The 11th-hour patchwork required to decide the Orioles’ starting rotation on a day-to-day basis continued Wednesday as the team announced that rookie right-handers Yefry Ramírez and David Hess will start the first two games, respectively, of this weekend’s series at Yankee Stadium.
Orioles manager Buck Showalter said there’s still no clear timetable for the return of veteran pitchers Alex Cobb (cut on his right middle finger) and Andrew Cashner (left knee bursitis), but neither will pitch against the Yankees.
“Nothing imminent where they fit into the picture,” Showalter said.
Because Showalter wants to give right-hander Dylan Bundy an extra day off — currently scheduling him for Monday’s opener in Boston — that leaves a hole for Sunday’s series finale in New York.
“He had a pretty strenuous outing last night,” Showalter said. “And he’s going to get two more outings regardless, and how they fall, we don’t because of our starting pitching, we don’t want to pitch him sooner than we have to or should. I’m leaning toward Monday, but I talked to him today. Let’s see how he feels the next couple of days.”
Two pitchers currently throwing in Sarasota, Fla., to stay ready for a potential call-up, right-hander Dillon Tate and left-hander John Means, are unlikely to fill that spot, but Showalter didn’t rule it out.
“Friday probably will be a big day for us, because we should be OK for Friday,” Showalter said. “But how we come out of Friday, because I’m not going to have them get on a plane and come to New York and pitch the day they’re traveling. I’m hoping to get through the next number of games without having to do anything.”
Davis slumping again
Struggling slugger Chris Davis raised his batting average to .180 on Sept. 5, his highest season average since May 11, but in eight games since, he is just 1-for-28 with 13 strikeouts.
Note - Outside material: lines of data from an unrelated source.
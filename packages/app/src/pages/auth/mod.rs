//! Auth-flow pages

mod login;
mod verify_phone;

pub use login::Login;
pub use verify_phone::VerifyPhone;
As bad as Davis’ season was for most of the year, he had the opportunity to get back to .200 with a strong September, but the same problems that have haunted him throughout the season returned. He’s also played less often, making just eight starts in 11 games as Trey Mancini has seen more time at first base and the two players have shared the designated hitter spot.
Davis entered Wednesday’s game hitting .171.
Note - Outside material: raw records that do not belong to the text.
//! Trips page: the user's trips plus plan generation

use chrono::NaiveDate;
use dioxus::prelude::*;
use waypoint_api::types::GeneratePlanRequest;

use crate::components::{ErrorNotice, LoadingSpinner, TripCard};
use crate::routes::Route;
use crate::session::use_session;

/// Trips overview with a plan-generation form
#[component]
pub fn Trips() -> Element {
    let session = use_session();
    let navigator = use_navigator();

    let fetch_session = session.clone();
    let trips = use_resource(move || {
        let session = fetch_session.clone();
        async move { session.observe(session.api().list_trips().await) }
    });

    let mut destination = use_signal(String::new);
    let mut start_date = use_signal(String::new);
    let mut end_date = use_signal(String::new);
    let mut error = use_signal(|| None::<String>);
    let mut is_pending = use_signal(|| false);

    let handle_generate = move |_| {
        let session = session.clone();
        let destination_value = destination().trim().to_string();

        let dates = (
            NaiveDate::parse_from_str(&start_date(), "%Y-%m-%d"),
            NaiveDate::parse_from_str(&end_date(), "%Y-%m-%d"),
        );
        let (Ok(start), Ok(end)) = dates else {
            error.set(Some("Please pick a start and end date".to_string()));
            return;
        };
        if destination_value.is_empty() {
            error.set(Some("Please enter a destination".to_string()));
            return;
        }
        if end < start {
            error.set(Some("The trip can't end before it starts".to_string()));
            return;
        }

        spawn(async move {
            is_pending.set(true);
            error.set(None);

            let request = GeneratePlanRequest {
                destination: destination_value,
                start_date: start,
                end_date: end,
                interests: Vec::new(),
            };
            match session.observe(session.api().generate_plan(request).await) {
                Ok(trip) => {
                    navigator.push(Route::TripDetail {
                        id: trip.id.to_string(),
                    });
                }
                Err(e) => error.set(Some(e.to_string())),
            }

            is_pending.set(false);
        });
    };

    rsx! {
        div {
            h1 { class: "text-2xl font-bold text-gray-900 mb-6", "Your trips" }

            // Plan generation
            div {
                class: "bg-white rounded-lg border border-gray-200 p-6 mb-8",
                h2 { class: "text-lg font-semibold text-gray-900 mb-4", "Plan a new trip" }

                if let Some(err) = error() {
                    div { class: "mb-4", ErrorNotice { message: err } }
                }

                form {
                    onsubmit: handle_generate,
                    class: "grid grid-cols-1 md:grid-cols-4 gap-4 items-end",
                    div {
                        class: "md:col-span-2",
                        label { class: "block text-sm font-medium text-gray-700 mb-2", "Destination" }
                        input {
                            r#type: "text",
                            value: "{destination}",
                            oninput: move |e| destination.set(e.value()),
                            placeholder: "Lisbon, Kyoto, Oaxaca...",
                            class: "w-full px-3 py-2 border border-gray-300 rounded-md focus:outline-none focus:ring-2 focus:ring-sky-500",
                            disabled: is_pending()
                        }
                    }
                    div {
                        label { class: "block text-sm font-medium text-gray-700 mb-2", "From" }
                        input {
                            r#type: "date",
                            value: "{start_date}",
                            oninput: move |e| start_date.set(e.value()),
                            class: "w-full px-3 py-2 border border-gray-300 rounded-md focus:outline-none focus:ring-2 focus:ring-sky-500",
                            disabled: is_pending()
                        }
                    }
                    div {
                        label { class: "block text-sm font-medium text-gray-700 mb-2", "To" }
                        input {
                            r#type: "date",
                            value: "{end_date}",
                            oninput: move |e| end_date.set(e.value()),
                            class: "w-full px-3 py-2 border border-gray-300 rounded-md focus:outline-none focus:ring-2 focus:ring-sky-500",
                            disabled: is_pending()
                        }
                    }
                    button {
                        r#type: "submit",
                        class: "md:col-span-4 bg-sky-700 text-white py-2 px-4 rounded-md hover:bg-sky-800 disabled:opacity-50 disabled:cursor-not-allowed",
                        disabled: is_pending(),
                        if is_pending() { "Generating plan..." } else { "Generate plan" }
                    }
                }
            }

            // Trip list
            match &*trips.read() {
                None => rsx! {
                    div { class: "py-12", LoadingSpinner {} }
                },
                Some(Err(e)) => rsx! {
                    ErrorNotice { message: "Couldn't load your trips: {e}" }
                },
                Some(Ok(trips)) if trips.is_empty() => rsx! {
                    p { class: "text-gray-500 text-center py-12", "No trips yet. Plan your first one above." }
                },
                Some(Ok(trips)) => rsx! {
                    div {
                        class: "grid grid-cols-1 md:grid-cols-2 gap-4",
                        for trip in trips.clone() {
                            TripCard { key: "{trip.id}", trip }
                        }
                    }
                },
            }
        }
    }
}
“He’s had three or four times this year,” Showalter said. “I know when he had that period off, he came back and was good for two or three days. The last couple days have been tough.
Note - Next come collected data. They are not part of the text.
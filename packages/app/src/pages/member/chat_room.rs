//! Single chat room page

use dioxus::prelude::*;
use uuid::Uuid;
use waypoint_api::ApiError;

use crate::components::{ErrorNotice, LoadingSpinner, MessageBubble};
use crate::routes::Route;
use crate::session::use_session;

/// Message history and send box for one conversation
#[component]
pub fn ChatRoom(id: String) -> Element {
    let session = use_session();
    // Hooks run unconditionally; the id check comes after all of them so
    // the hook order never depends on the prop.
    let parsed_id: Option<Uuid> = id.parse().ok();

    let fetch_session = session.clone();
    let mut messages = use_resource(move || {
        let session = fetch_session.clone();
        async move {
            let Some(room_id) = parsed_id else {
                return Err(ApiError::Status {
                    status: 404,
                    message: "unknown conversation".to_string(),
                });
            };
            session.observe(session.api().room_messages(room_id).await)
        }
    });

    let mut draft = use_signal(String::new);
    let mut error = use_signal(|| None::<String>);
    let mut is_pending = use_signal(|| false);

    let Some(room_id) = parsed_id else {
        return rsx! {
            ErrorNotice { message: "Unknown conversation" }
        };
    };

    let current_user = session.state.read().user_id().map(str::to_string);

    let handle_send = move |_| {
        let session = session.clone();
        let body = draft().trim().to_string();
        if body.is_empty() {
            return;
        }

        spawn(async move {
            is_pending.set(true);
            error.set(None);

            match session.observe(session.api().send_message(room_id, body).await) {
                Ok(_) => {
                    draft.set(String::new());
                    messages.restart();
                }
                Err(e) => error.set(Some(e.to_string())),
            }

            is_pending.set(false);
        });
    };

    rsx! {
        div {
            class: "flex flex-col h-[calc(100vh-8rem)]",

            Link {
                to: Route::Chat {},
                class: "text-sm text-sky-700 hover:underline mb-4",
                "\u{2190} All conversations"
            }

            if let Some(err) = error() {
                div { class: "mb-4", ErrorNotice { message: err } }
            }

            div {
                class: "flex-1 overflow-y-auto space-y-3 pb-4",
                match &*messages.read() {
                    None => rsx! {
                        div { class: "py-12", LoadingSpinner {} }
                    },
                    Some(Err(e)) => rsx! {
                        ErrorNotice { message: "Couldn't load messages: {e}" }
                    },
                    Some(Ok(messages)) => rsx! {
                        for message in messages.clone() {
                            MessageBubble {
                                key: "{message.id}",
                                own: current_user.as_deref() == Some(message.sender_id.as_str()),
                                message,
                            }
                        }
                    },
                }
            }

            form {
                onsubmit: handle_send,
                class: "flex gap-2 pt-3 border-t border-gray-200",
                input {
                    r#type: "text",
                    value: "{draft}",
                    oninput: move |e| draft.set(e.value()),
                    placeholder: "Write a message...",
                    class: "flex-1 px-3 py-2 border border-gray-300 rounded-md focus:outline-none focus:ring-2 focus:ring-sky-500",
                    disabled: is_pending()
                }
                button {
                    r#type: "submit",
                    class: "bg-sky-700 text-white py-2 px-6 rounded-md hover:bg-sky-800 disabled:opacity-50 disabled:cursor-not-allowed",
                    disabled: is_pending(),
                    "Send"
                }
            }
        }
    }
}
“You know what, I have a lot of thoughts and ideas about that. Obviously, I’ve voiced them to him and [hitting coach] Scott [Coolbaugh]. I know that he’s got a stiff neck today, I think from a slide he had. I know what I think, watching it. It’s obviously selectness some times. He’s always over-selective and sometimes not selective enough. You watch it. I’m not going to sit here. I know what I think. It has obviously been hard for a while to keep that locked in for an extended period of time. You see two or three games and say ‘Wow, that looks more like it,’ and for a couple days it’s not there anymore and you don’t know when it’s going to come back.”
Orioles catcher Chance Sisco, who left Sunday’s game after a foul tip hit his mask and caused a cut and sent him into concussion protocol, won’t travel with the club to New York because he hasn’t been cleared to play, Showalter said.
“Chance is not going to make the trip, but once he passes the concussion test, we’ll bring him on the road,” Showalter said.
For now, the Orioles will stay with two active catchers — Caleb Joseph and Austin Wynns.
Sisco was recalled Sept. 3 and played in five games (three starts) before the injury, going 0-for-11 with four strikeouts.
Rogers shut down
The club officially shut down rookie left-hander Josh Rogers, one of the three pitchers acquired from the Yankees in the Zach Britton trade.
Rogers made three starts for the Orioles, going 1-2 with an 8.49 ERA, and Showalter contemplated giving Rogers additional innings in relief, but the team decided he’s done for the season after pitching 151 1/3 innings between the majors and minor leagues.
“This is his last day,” Showalter said. “He’s going to go home. He won’t be making the trip. We’re not going to let him pitch any more. He has accomplished everything we have wanted him to accomplish.”
Around the horn
As part of WWE Wrestlemania night at Camden Yards, professional wrestlers Luke Gallows, a Cumberland native, and Karl Anderson participated in a pregame meet-and-greet and threw out the ceremonial first pitch. … The Braille jerseys the Orioles wore Tuesday for National Federation of the Blind Night will be auctioned on orioles.com/auctions with the proceeds going to the NFB. … Mychal Givens’ Braille jersey was sent to the Baseball Hall of Fame to recognize the first time a major league team incorporated Braille on their uniforms.